2012

SIMON PROCTER | DEAUVILLE PHOTO 2012

SIMON PROCTER | DEAUVILLE PHOTO 2012

Planche(s) Contact
Présente le Festival de photographie de Deauville
Simon Procter : Trois scènes équestres en grands formats en résidence début juillet et fin août

du samedi 27/10/2012 au vendredi 30/11/2012
Lieu : Le point de vue

Ancien yacht club des années 30, ce lieu tout en transparence ouvert sur la mer, sera celui des expositions de Paolo Roversi, Simon Procter, Tania & Vincent, et Kate Fichard.

Le Festival

Depuis les années 20, Deauville accueille et inspire les photographes de mode autant que les reporters et les photographes humanistes.
Des multiples visions de la ville qu’ils ont laissées est née l’envie de continuer à enrichir le patrimoine photographique de Deauville en créant un festival de photographie contemporaine : PLANCHE(S) CONTACT.

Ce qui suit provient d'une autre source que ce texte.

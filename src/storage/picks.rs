//! Competitions, model records and picks.

use anyhow::{Context, Result};
use chrono::{DateTime, Utc};
use sqlx::FromRow;

use super::Store;
use crate::types::{
    Competition, CompetitionStatus, ModelRecord, Pick, PickCategory, PickResult, PickStatus,
};

#[derive(Debug, FromRow)]
struct CompetitionRow {
    id: String,
    name: String,
    status: String,
    start_date: DateTime<Utc>,
    end_date: DateTime<Utc>,
}

impl TryFrom<CompetitionRow> for Competition {
    type Error = anyhow::Error;

    fn try_from(row: CompetitionRow) -> Result<Self> {
        Ok(Competition {
            id: row.id,
            name: row.name,
            status: row.status.parse()?,
            start_date: row.start_date,
            end_date: row.end_date,
        })
    }
}

#[derive(Debug, FromRow)]
struct ModelRow {
    id: String,
    display_name: String,
    provider: String,
    total_picks: i64,
    wins: i64,
    losses: i64,
    win_rate: f64,
    current_streak: i64,
    best_streak: i64,
    total_profit_loss: f64,
}

impl From<ModelRow> for ModelRecord {
    fn from(row: ModelRow) -> Self {
        ModelRecord {
            id: row.id,
            display_name: row.display_name,
            provider: row.provider,
            total_picks: row.total_picks,
            wins: row.wins,
            losses: row.losses,
            win_rate: row.win_rate,
            current_streak: row.current_streak,
            best_streak: row.best_streak,
            total_profit_loss: row.total_profit_loss,
        }
    }
}

#[derive(Debug, FromRow)]
struct PickRow {
    id: String,
    competition_id: String,
    model_id: String,
    ticker: String,
    category: String,
    confidence: f64,
    entry_price: f64,
    target_price: f64,
    reasoning: String,
    week_number: i64,
    picked_at: DateTime<Utc>,
    expires_at: DateTime<Utc>,
    status: String,
    result: Option<String>,
    exit_price: Option<f64>,
    profit_loss_percent: Option<f64>,
    resolved_at: Option<DateTime<Utc>>,
}

impl TryFrom<PickRow> for Pick {
    type Error = anyhow::Error;

    fn try_from(row: PickRow) -> Result<Self> {
        Ok(Pick {
            id: row.id,
            competition_id: row.competition_id,
            model_id: row.model_id,
            ticker: row.ticker,
            category: row.category.parse()?,
            confidence: row.confidence,
            entry_price: row.entry_price,
            target_price: row.target_price,
            reasoning: row.reasoning,
            week_number: row.week_number,
            picked_at: row.picked_at,
            expires_at: row.expires_at,
            status: row.status.parse()?,
            result: row.result.as_deref().map(str::parse::<PickResult>).transpose()?,
            exit_price: row.exit_price,
            profit_loss_percent: row.profit_loss_percent,
            resolved_at: row.resolved_at,
        })
    }
}

const PICK_COLUMNS: &str = "id, competition_id, model_id, ticker, category, confidence, \
    entry_price, target_price, reasoning, week_number, picked_at, expires_at, status, \
    result, exit_price, profit_loss_percent, resolved_at";

const MODEL_COLUMNS: &str = "id, display_name, provider, total_picks, wins, losses, win_rate, \
    current_streak, best_streak, total_profit_loss";

/// Optional filters for listing picks.
#[derive(Debug, Clone, Default)]
pub struct PickFilter {
    pub competition_id: Option<String>,
    pub model_id: Option<String>,
    pub week_number: Option<i64>,
    pub category: Option<PickCategory>,
    pub status: Option<PickStatus>,
    pub limit: Option<i64>,
}

fn collect_picks(rows: Vec<PickRow>) -> Result<Vec<Pick>> {
    rows.into_iter().map(Pick::try_from).collect()
}

impl Store {
    // -- Competitions ----------------------------------------------------

    pub async fn active_competition(&self) -> Result<Option<Competition>> {
        let row: Option<CompetitionRow> = sqlx::query_as(
            "SELECT id, name, status, start_date, end_date FROM competitions \
             WHERE status = 'active' ORDER BY start_date DESC LIMIT 1",
        )
        .fetch_optional(&self.pool)
        .await
        .context("Failed to load active competition")?;

        row.map(Competition::try_from).transpose()
    }

    pub async fn get_competition(&self, id: &str) -> Result<Option<Competition>> {
        let row: Option<CompetitionRow> = sqlx::query_as(
            "SELECT id, name, status, start_date, end_date FROM competitions WHERE id = ?",
        )
        .bind(id)
        .fetch_optional(&self.pool)
        .await
        .context("Failed to load competition")?;

        row.map(Competition::try_from).transpose()
    }

    pub async fn insert_competition(&self, competition: &Competition) -> Result<()> {
        sqlx::query(
            "INSERT INTO competitions (id, name, status, start_date, end_date) VALUES (?, ?, ?, ?, ?)",
        )
        .bind(&competition.id)
        .bind(&competition.name)
        .bind(competition.status.as_str())
        .bind(competition.start_date)
        .bind(competition.end_date)
        .execute(&self.pool)
        .await
        .context("Failed to insert competition")?;
        Ok(())
    }

    pub async fn end_competition(&self, id: &str) -> Result<()> {
        sqlx::query("UPDATE competitions SET status = ? WHERE id = ?")
            .bind(CompetitionStatus::Ended.as_str())
            .bind(id)
            .execute(&self.pool)
            .await
            .context("Failed to end competition")?;
        Ok(())
    }

    // -- Models ----------------------------------------------------------

    /// Insert a model record, or refresh its display fields if it exists.
    /// Counters are never touched here.
    pub async fn upsert_model(&self, id: &str, display_name: &str, provider: &str) -> Result<()> {
        sqlx::query(
            "INSERT INTO ai_models (id, display_name, provider) VALUES (?, ?, ?) \
             ON CONFLICT(id) DO UPDATE SET display_name = excluded.display_name, \
             provider = excluded.provider",
        )
        .bind(id)
        .bind(display_name)
        .bind(provider)
        .execute(&self.pool)
        .await
        .with_context(|| format!("Failed to upsert model {id}"))?;
        Ok(())
    }

    pub async fn get_model(&self, id: &str) -> Result<Option<ModelRecord>> {
        let row: Option<ModelRow> =
            sqlx::query_as(&format!("SELECT {MODEL_COLUMNS} FROM ai_models WHERE id = ?"))
                .bind(id)
                .fetch_optional(&self.pool)
                .await
                .context("Failed to load model")?;
        Ok(row.map(ModelRecord::from))
    }

    pub async fn list_models(&self) -> Result<Vec<ModelRecord>> {
        let rows: Vec<ModelRow> =
            sqlx::query_as(&format!("SELECT {MODEL_COLUMNS} FROM ai_models ORDER BY id"))
                .fetch_all(&self.pool)
                .await
                .context("Failed to list models")?;
        Ok(rows.into_iter().map(ModelRecord::from).collect())
    }

    /// Overwrite a model's aggregate counters.
    pub async fn save_model_stats(&self, model: &ModelRecord) -> Result<()> {
        sqlx::query(
            "UPDATE ai_models SET total_picks = ?, wins = ?, losses = ?, win_rate = ?, \
             current_streak = ?, best_streak = ?, total_profit_loss = ? WHERE id = ?",
        )
        .bind(model.total_picks)
        .bind(model.wins)
        .bind(model.losses)
        .bind(model.win_rate)
        .bind(model.current_streak)
        .bind(model.best_streak)
        .bind(model.total_profit_loss)
        .bind(&model.id)
        .execute(&self.pool)
        .await
        .with_context(|| format!("Failed to save stats for model {}", model.id))?;
        Ok(())
    }

    pub async fn increment_model_picks(&self, id: &str, count: i64) -> Result<()> {
        sqlx::query("UPDATE ai_models SET total_picks = total_picks + ? WHERE id = ?")
            .bind(count)
            .bind(id)
            .execute(&self.pool)
            .await
            .context("Failed to increment model pick count")?;
        Ok(())
    }

    // -- Picks -----------------------------------------------------------

    pub async fn insert_pick(&self, pick: &Pick) -> Result<()> {
        sqlx::query(&format!(
            "INSERT INTO picks ({PICK_COLUMNS}) \
             VALUES (?, ?, ?, ?, ?, ?, ?, ?, ?, ?, ?, ?, ?, ?, ?, ?, ?)"
        ))
        .bind(&pick.id)
        .bind(&pick.competition_id)
        .bind(&pick.model_id)
        .bind(&pick.ticker)
        .bind(pick.category.as_str())
        .bind(pick.confidence)
        .bind(pick.entry_price)
        .bind(pick.target_price)
        .bind(&pick.reasoning)
        .bind(pick.week_number)
        .bind(pick.picked_at)
        .bind(pick.expires_at)
        .bind(pick.status.as_str())
        .bind(pick.result.map(|r| r.as_str()))
        .bind(pick.exit_price)
        .bind(pick.profit_loss_percent)
        .bind(pick.resolved_at)
        .execute(&self.pool)
        .await
        .with_context(|| format!("Failed to insert pick {} ({})", pick.id, pick.ticker))?;
        Ok(())
    }

    pub async fn get_pick(&self, id: &str) -> Result<Option<Pick>> {
        let row: Option<PickRow> =
            sqlx::query_as(&format!("SELECT {PICK_COLUMNS} FROM picks WHERE id = ?"))
                .bind(id)
                .fetch_optional(&self.pool)
                .await
                .context("Failed to load pick")?;
        row.map(Pick::try_from).transpose()
    }

    /// Number of picks already stored for one generation slot.
    pub async fn count_picks_in_slot(
        &self,
        competition_id: &str,
        model_id: &str,
        category: PickCategory,
        week_number: i64,
    ) -> Result<i64> {
        let (count,): (i64,) = sqlx::query_as(
            "SELECT COUNT(*) FROM picks WHERE competition_id = ? AND model_id = ? \
             AND category = ? AND week_number = ?",
        )
        .bind(competition_id)
        .bind(model_id)
        .bind(category.as_str())
        .bind(week_number)
        .fetch_one(&self.pool)
        .await
        .context("Failed to count picks")?;
        Ok(count)
    }

    pub async fn count_picks_for_model(&self, model_id: &str) -> Result<i64> {
        let (count,): (i64,) = sqlx::query_as("SELECT COUNT(*) FROM picks WHERE model_id = ?")
            .bind(model_id)
            .fetch_one(&self.pool)
            .await
            .context("Failed to count model picks")?;
        Ok(count)
    }

    pub async fn list_picks(&self, filter: &PickFilter) -> Result<Vec<Pick>> {
        let mut sql = format!("SELECT {PICK_COLUMNS} FROM picks WHERE 1 = 1");
        if filter.competition_id.is_some() {
            sql.push_str(" AND competition_id = ?");
        }
        if filter.model_id.is_some() {
            sql.push_str(" AND model_id = ?");
        }
        if filter.week_number.is_some() {
            sql.push_str(" AND week_number = ?");
        }
        if filter.category.is_some() {
            sql.push_str(" AND category = ?");
        }
        if filter.status.is_some() {
            sql.push_str(" AND status = ?");
        }
        sql.push_str(" ORDER BY picked_at DESC, model_id, ticker LIMIT ?");

        let mut query = sqlx::query_as::<_, PickRow>(&sql);
        if let Some(id) = &filter.competition_id {
            query = query.bind(id);
        }
        if let Some(id) = &filter.model_id {
            query = query.bind(id);
        }
        if let Some(week) = filter.week_number {
            query = query.bind(week);
        }
        if let Some(category) = filter.category {
            query = query.bind(category.as_str());
        }
        if let Some(status) = filter.status {
            query = query.bind(status.as_str());
        }
        query = query.bind(filter.limit.unwrap_or(500));

        let rows = query
            .fetch_all(&self.pool)
            .await
            .context("Failed to list picks")?;
        collect_picks(rows)
    }

    /// Active picks whose expiry is at or before `now`.
    pub async fn expired_active_picks(&self, now: DateTime<Utc>) -> Result<Vec<Pick>> {
        let rows: Vec<PickRow> = sqlx::query_as(&format!(
            "SELECT {PICK_COLUMNS} FROM picks WHERE status = 'active' AND result IS NULL \
             ORDER BY expires_at"
        ))
        .fetch_all(&self.pool)
        .await
        .context("Failed to load active picks")?;

        // Expiry is compared in Rust rather than as TEXT in SQL.
        Ok(collect_picks(rows)?
            .into_iter()
            .filter(|p| p.is_expired_at(now))
            .collect())
    }

    /// Set a pick's result. Returns false if the pick was already resolved
    /// (or does not exist); the result is written at most once.
    pub async fn resolve_pick(
        &self,
        id: &str,
        result: PickResult,
        exit_price: f64,
        profit_loss_percent: f64,
        resolved_at: DateTime<Utc>,
    ) -> Result<bool> {
        let outcome = sqlx::query(
            "UPDATE picks SET status = ?, result = ?, exit_price = ?, profit_loss_percent = ?, \
             resolved_at = ? WHERE id = ? AND result IS NULL",
        )
        .bind(PickStatus::Expired.as_str())
        .bind(result.as_str())
        .bind(exit_price)
        .bind(profit_loss_percent)
        .bind(resolved_at)
        .bind(id)
        .execute(&self.pool)
        .await
        .with_context(|| format!("Failed to resolve pick {id}"))?;

        Ok(outcome.rows_affected() == 1)
    }

    /// A model's resolved picks in resolution order.
    pub async fn resolved_picks_for_model(&self, model_id: &str) -> Result<Vec<Pick>> {
        let rows: Vec<PickRow> = sqlx::query_as(&format!(
            "SELECT {PICK_COLUMNS} FROM picks WHERE model_id = ? AND result IS NOT NULL \
             ORDER BY resolved_at, id"
        ))
        .bind(model_id)
        .fetch_all(&self.pool)
        .await
        .context("Failed to load resolved picks")?;
        collect_picks(rows)
    }
}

Depuis trois ans, des photographes reconnus y sont invités en résidence – en juin et juillet – avec comme seule indication de mettre en correspondance leur univers avec un des visages de Deauville. Dans le même temps et sur le même sujet, le concours étudiants Louis Roederer mettra en compétition neuf étudiants d’écoles de photographie européennes.

Pour la troisième édition, sont invités : Paolo Roversi, Filip Dujardin, Simon Procter, Kourtney Roy, Tania et Vincent et Kate Fichard, étudiante lauréate du concours étudiants Louis Roederer 2011, ainsi que neuf étudiants de l’Ecole Cantonale d’Art (Lausanne), du Royal College of Art (Londres), de Forma (Milan) et de l’Ecole Nationale Supérieure de la photographie (Arles). Tous ont carte blanche pour proposer leurs regards de Deauville, où la plupart ne sont jamais venus. Kourtney Roy et Kate Fichard s’installeront du 7 au 14 juin à Deauville.

Toutes ces photographies variées, denses, parfois intimes ou drôles vont devenir les éléments d’un fonds qui année après année constituent la mémoire photographique du XXIe siècle de la ville.
Une initiative singulière, ancrée dans le présent et qui se projette dans l’avenir, à suivre tout l’été à Deauville.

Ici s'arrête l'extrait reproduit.